··· PROVIDED RECORDS

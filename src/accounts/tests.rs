//! Tests for accounts module

#[cfg(test)]
mod tests {
    use crate::common::id_generator::{generate_account_id, generate_user_id};
    use crate::common::migrations::run_migrations;
    use sqlx::SqlitePool;

    async fn test_pool() -> SqlitePool {
        let pool = SqlitePool::connect(":memory:").await.unwrap();
        run_migrations(&pool).await.unwrap();
        pool
    }

    async fn seed_account(pool: &SqlitePool, name: &str, is_public: i64) -> (String, String) {
        let user_id = generate_user_id();
        let account_id = generate_account_id();
        sqlx::query("INSERT INTO users (id, subject) VALUES (?, ?)")
            .bind(&user_id)
            .bind(format!("auth0|{}", user_id))
            .execute(pool)
            .await
            .unwrap();
        sqlx::query("INSERT INTO accounts (id, user_id, name, is_public) VALUES (?, ?, ?, ?)")
            .bind(&account_id)
            .bind(&user_id)
            .bind(name)
            .bind(is_public)
            .execute(pool)
            .await
            .unwrap();
        (user_id, account_id)
    }

    #[tokio::test]
    async fn test_roster_lists_only_public_names() {
        let pool = test_pool().await;
        seed_account(&pool, "Visible Volunteer", 1).await;
        seed_account(&pool, "Private Volunteer", 0).await;

        let names: Vec<(String,)> =
            sqlx::query_as("SELECT name FROM accounts WHERE is_public = 1 ORDER BY created_at DESC")
                .fetch_all(&pool)
                .await
                .unwrap();
        assert_eq!(names.len(), 1);
        assert_eq!(names[0].0, "Visible Volunteer");

        let (total,): (i64,) = sqlx::query_as("SELECT COUNT(*) FROM accounts")
            .fetch_one(&pool)
            .await
            .unwrap();
        assert_eq!(total, 2);
    }

    #[tokio::test]
    async fn test_profile_update_persists() {
        let pool = test_pool().await;
        let (user_id, _) = seed_account(&pool, "Before", 0).await;

        sqlx::query(
            "UPDATE accounts SET name = ?, phone = ?, is_public = 1, \
             updated_at = datetime('now') WHERE user_id = ?",
        )
        .bind("After")
        .bind("208-555-0147")
        .bind(&user_id)
        .execute(&pool)
        .await
        .unwrap();

        let (name, phone, is_public): (String, Option<String>, i64) = sqlx::query_as(
            "SELECT name, phone, is_public FROM accounts WHERE user_id = ?",
        )
        .bind(&user_id)
        .fetch_one(&pool)
        .await
        .unwrap();
        assert_eq!(name, "After");
        assert_eq!(phone.as_deref(), Some("208-555-0147"));
        assert_eq!(is_public, 1);
    }

    #[tokio::test]
    async fn test_deleting_user_cascades_to_account() {
        let pool = test_pool().await;
        let (user_id, _) = seed_account(&pool, "Leaving", 0).await;

        sqlx::query("DELETE FROM users WHERE id = ?")
            .bind(&user_id)
            .execute(&pool)
            .await
            .unwrap();

        let (accounts,): (i64,) =
            sqlx::query_as("SELECT COUNT(*) FROM accounts WHERE user_id = ?")
                .bind(&user_id)
                .fetch_one(&pool)
                .await
                .unwrap();
        assert_eq!(accounts, 0);
    }
}
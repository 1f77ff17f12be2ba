// rate_limit_middleware.rs
use crate::auth::extractors::sid_from_headers;
use crate::services::{RateLimitResult, RateLimitService};
use axum::{
    extract::{ConnectInfo, Extension, Request},
    http::{HeaderMap, HeaderValue, StatusCode},
    middleware::Next,
    response::{IntoResponse, Response},
    Json,
};
use serde::Serialize;
use std::net::SocketAddr;
use std::sync::Arc;
use tracing::{debug, warn};

#[derive(Serialize)]
struct RateLimitErrorResponse {
    error: String,
    code: String,
    retry_after: u32,
}

/// Extract the client IP, preferring proxy headers over connection info
fn extract_ip_address(
    headers: &HeaderMap,
    connect_info: Option<&ConnectInfo<SocketAddr>>,
) -> Option<String> {
    if let Some(forwarded) = headers.get("x-forwarded-for") {
        if let Ok(forwarded_str) = forwarded.to_str() {
            if let Some(first_ip) = forwarded_str.split(',').next() {
                return Some(first_ip.trim().to_string());
            }
        }
    }

    if let Some(real_ip) = headers.get("x-real-ip") {
        if let Ok(ip_str) = real_ip.to_str() {
            return Some(ip_str.to_string());
        }
    }

    connect_info.map(|info| info.0.ip().to_string())
}

/// Identify the caller by session cookie when present
fn extract_session_identifier(headers: &HeaderMap) -> Option<String> {
    sid_from_headers(headers).map(|sid| format!("session:{}", sid))
}

/// Rate limiting middleware
pub async fn rate_limit_middleware(
    Extension(rate_limit_service): Extension<Arc<RateLimitService>>,
    connect_info: Option<ConnectInfo<SocketAddr>>,
    request: Request,
    next: Next,
) -> Result<Response, Response> {
    let headers = request.headers().clone();

    let ip_address = extract_ip_address(&headers, connect_info.as_ref());
    let session_identifier = extract_session_identifier(&headers);
    let is_authenticated = session_identifier.is_some();

    let identifier = session_identifier
        .or_else(|| ip_address.clone().map(|ip| format!("anon:{}", ip)))
        .unwrap_or_else(|| "unknown".to_string());

    let path = request.uri().path().to_string();

    match rate_limit_service
        .check_rate_limit(&identifier, ip_address.as_deref(), is_authenticated)
        .await
    {
        RateLimitResult::Allowed => {
            debug!(
                identifier = %identifier,
                ip = ?ip_address,
                path = %path,
                "Request allowed by rate limiter"
            );
            Ok(next.run(request).await)
        }
        RateLimitResult::Limited { retry_after } => {
            warn!(
                identifier = %identifier,
                ip = ?ip_address,
                path = %path,
                retry_after = retry_after,
                "Request blocked by rate limiter"
            );

            rate_limit_service
                .log_violation(&identifier, ip_address.as_deref(), &path)
                .await;

            let error_response = RateLimitErrorResponse {
                error: "Rate limit exceeded. Please try again later.".to_string(),
                code: "RATE_LIMIT_EXCEEDED".to_string(),
                retry_after,
            };

            let mut response =
                (StatusCode::TOO_MANY_REQUESTS, Json(error_response)).into_response();

            if let Ok(retry_header) = HeaderValue::from_str(&retry_after.to_string()) {
                response.headers_mut().insert("retry-after", retry_header);
            }

            Err(response)
        }
    }
}

#[cfg(test)]
mod tests {
    use super::*;
    use axum::http::HeaderMap;

    #[test]
    fn test_extract_ip_from_x_forwarded_for() {
        let mut headers = HeaderMap::new();
        headers.insert(
            "x-forwarded-for",
            "203.0.113.1, 198.51.100.1".parse().unwrap(),
        );

        let ip = extract_ip_address(&headers, None);
        assert_eq!(ip, Some("203.0.113.1".to_string()));
    }

    #[test]
    fn test_extract_ip_from_x_real_ip() {
        let mut headers = HeaderMap::new();
        headers.insert("x-real-ip", "203.0.113.1".parse().unwrap());

        let ip = extract_ip_address(&headers, None);
        assert_eq!(ip, Some("203.0.113.1".to_string()));
    }

    #[test]
    fn test_extract_session_identifier_from_cookie() {
        let mut headers = HeaderMap::new();
        headers.insert("cookie", "sid=ABC123XYZ".parse().unwrap());

        let identifier = extract_session_identifier(&headers);
        assert_eq!(identifier, Some("session:ABC123XYZ".to_string()));
    }

    #[test]
    fn test_extract_session_identifier_without_cookie() {
        let headers = HeaderMap::new();
        assert!(extract_session_identifier(&headers).is_none());
    }
}
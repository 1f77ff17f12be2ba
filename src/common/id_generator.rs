// src/common/id_generator.rs
//! Crockford Base32 ID Generator
//!
//! Generates human-readable, prefixed IDs using Crockford Base32 encoding.
//! Format: PREFIX_XXXXXX (e.g., U_K7NP3X for users)
//!
//! Benefits:
//! - No ambiguous characters (excludes I, L, O, U)
//! - Case-insensitive
//! - ~1 billion combinations per entity type (32^6)
//! - Easy to read, type, and communicate verbally

use rand::Rng;

/// Crockford Base32 alphabet (excludes I, L, O, U to avoid confusion)
const CROCKFORD_ALPHABET: &[u8; 32] = b"0123456789ABCDEFGHJKMNPQRSTVWXYZ";

/// Entity type prefixes for ID generation
#[derive(Debug, Clone, Copy)]
pub enum EntityPrefix {
    /// User (U_)
    User,
    /// Account profile (A_)
    Account,
    /// School (S_)
    School,
    /// Membership (M_)
    Member,
}

impl EntityPrefix {
    /// Get the string prefix for this entity type
    pub fn as_str(&self) -> &'static str {
        match self {
            EntityPrefix::User => "U",
            EntityPrefix::Account => "A",
            EntityPrefix::School => "S",
            EntityPrefix::Member => "M",
        }
    }
}

/// Generate a random Crockford Base32 string of specified length
fn generate_crockford_string(length: usize) -> String {
    let mut rng = rand::thread_rng();
    (0..length)
        .map(|_| {
            let idx = rng.gen_range(0..32);
            CROCKFORD_ALPHABET[idx] as char
        })
        .collect()
}

/// Generate a prefixed ID using Crockford Base32 encoding
///
/// Returns a string in format "PREFIX_XXXXXX" (e.g., "U_K7NP3X")
pub fn generate_id(prefix: EntityPrefix) -> String {
    format!("{}_{}", prefix.as_str(), generate_crockford_string(6))
}

/// Generate a raw Crockford Base32 string without prefix
/// Used for session identifiers and anti-forgery nonces
pub fn generate_raw_id(length: usize) -> String {
    generate_crockford_string(length)
}

/// Generate a User ID (U_XXXXXX)
pub fn generate_user_id() -> String {
    generate_id(EntityPrefix::User)
}

/// Generate an Account ID (A_XXXXXX)
pub fn generate_account_id() -> String {
    generate_id(EntityPrefix::Account)
}

/// Generate a School ID (S_XXXXXX)
pub fn generate_school_id() -> String {
    generate_id(EntityPrefix::School)
}

/// Generate a Member ID (M_XXXXXX)
pub fn generate_member_id() -> String {
    generate_id(EntityPrefix::Member)
}

#[cfg(test)]
mod tests {
    use super::*;
    use std::collections::HashSet;

    #[test]
    fn test_generate_id_format() {
        let user_id = generate_user_id();
        assert!(user_id.starts_with("U_"));
        assert_eq!(user_id.len(), 8); // "U_" + 6 chars

        let school_id = generate_school_id();
        assert!(school_id.starts_with("S_"));
        assert_eq!(school_id.len(), 8);
    }

    #[test]
    fn test_crockford_alphabet_only() {
        let id = generate_user_id();
        let random_part = &id[2..]; // Skip "U_"

        for c in random_part.chars() {
            assert!(
                CROCKFORD_ALPHABET.contains(&(c as u8)),
                "Character '{}' not in Crockford alphabet",
                c
            );
        }

        // Verify no ambiguous characters
        assert!(!random_part.contains('I'));
        assert!(!random_part.contains('L'));
        assert!(!random_part.contains('O'));
        assert!(!random_part.contains('U'));
    }

    #[test]
    fn test_uniqueness() {
        let mut ids = HashSet::new();
        for _ in 0..1000 {
            let id = generate_user_id();
            assert!(ids.insert(id), "Duplicate ID generated");
        }
    }

    #[test]
    fn test_all_prefixes() {
        assert!(generate_user_id().starts_with("U_"));
        assert!(generate_account_id().starts_with("A_"));
        assert!(generate_school_id().starts_with("S_"));
        assert!(generate_member_id().starts_with("M_"));
    }

    #[test]
    fn test_raw_id() {
        let raw = generate_raw_id(24);
        assert_eq!(raw.len(), 24);
        assert!(!raw.contains('_')); // No prefix separator
    }
}
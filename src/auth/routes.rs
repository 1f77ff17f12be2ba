//! Authentication routes

use axum::{routing::get, Router};

use super::handlers;

/// Creates and returns the authentication router
///
/// # Routes
/// - `GET /login` - Start the external-login handshake (optional `next` query)
/// - `GET /callback` - Provider redirect target (`state`, `code` queries)
/// - `GET /logout` - Clear the session and bounce through provider logout
/// - `GET /api/me` - Current user information
/// - `GET /api/messages` - Drain queued flash messages
pub fn auth_routes() -> Router {
    Router::new()
        .route("/login", get(handlers::login_handler))
        .route("/callback", get(handlers::callback_handler))
        .route("/logout", get(handlers::logout_handler))
        .route("/api/me", get(handlers::me_handler))
        .route("/api/messages", get(handlers::messages_handler))
}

······

• [YOUR GOAL]: Reproduce the entries above exactly, but only the lines between the line holding "of specified length" and the line holding "Returns a string", inclusive.

• [WRITTEN RESPONSE]:
/// Generate a random Crockford Base32 string of specified length
fn generate_crockford_string(length: usize) -> String {
    let mut rng = rand::thread_rng();
    (0..length)
        .map(|_| {
            let idx = rng.gen_range(0..32);
            CROCKFORD_ALPHABET[idx] as char
        })
        .collect()
}

/// Generate a prefixed ID using Crockford Base32 encoding
///
/// Returns a string in format "PREFIX_XXXXXX" (e.g., "U_K7NP3X")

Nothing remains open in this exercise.